WHAT NEEDS TO BE DONE → Taking the records line by line, how many lines contain the word "registry"? Answer with the number only.

ENTRIES PROVIDED below:

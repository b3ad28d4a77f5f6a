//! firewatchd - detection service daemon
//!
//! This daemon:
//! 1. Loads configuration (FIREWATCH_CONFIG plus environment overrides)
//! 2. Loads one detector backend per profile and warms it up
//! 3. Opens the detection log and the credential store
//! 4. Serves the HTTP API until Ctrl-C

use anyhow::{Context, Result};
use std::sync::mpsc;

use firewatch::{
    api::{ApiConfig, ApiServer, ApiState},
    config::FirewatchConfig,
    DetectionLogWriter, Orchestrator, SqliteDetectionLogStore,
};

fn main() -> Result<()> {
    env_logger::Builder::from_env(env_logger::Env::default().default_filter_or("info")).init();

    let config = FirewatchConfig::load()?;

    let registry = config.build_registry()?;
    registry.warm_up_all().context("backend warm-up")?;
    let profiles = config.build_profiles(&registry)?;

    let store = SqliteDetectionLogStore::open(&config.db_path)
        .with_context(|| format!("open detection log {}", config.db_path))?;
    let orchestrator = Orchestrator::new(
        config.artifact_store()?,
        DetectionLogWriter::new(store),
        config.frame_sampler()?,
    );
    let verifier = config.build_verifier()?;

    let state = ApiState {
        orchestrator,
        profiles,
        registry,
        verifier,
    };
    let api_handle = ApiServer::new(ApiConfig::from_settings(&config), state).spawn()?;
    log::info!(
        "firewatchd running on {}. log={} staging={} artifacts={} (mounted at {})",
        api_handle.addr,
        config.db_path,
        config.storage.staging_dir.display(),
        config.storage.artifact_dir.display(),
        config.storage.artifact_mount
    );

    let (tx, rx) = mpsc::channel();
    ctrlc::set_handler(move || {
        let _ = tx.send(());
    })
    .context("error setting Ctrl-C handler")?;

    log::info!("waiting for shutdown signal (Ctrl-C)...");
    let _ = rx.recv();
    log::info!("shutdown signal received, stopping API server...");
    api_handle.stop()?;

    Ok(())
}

End of ENTRIES PROVIDED.

YOUR RESPONSE → 4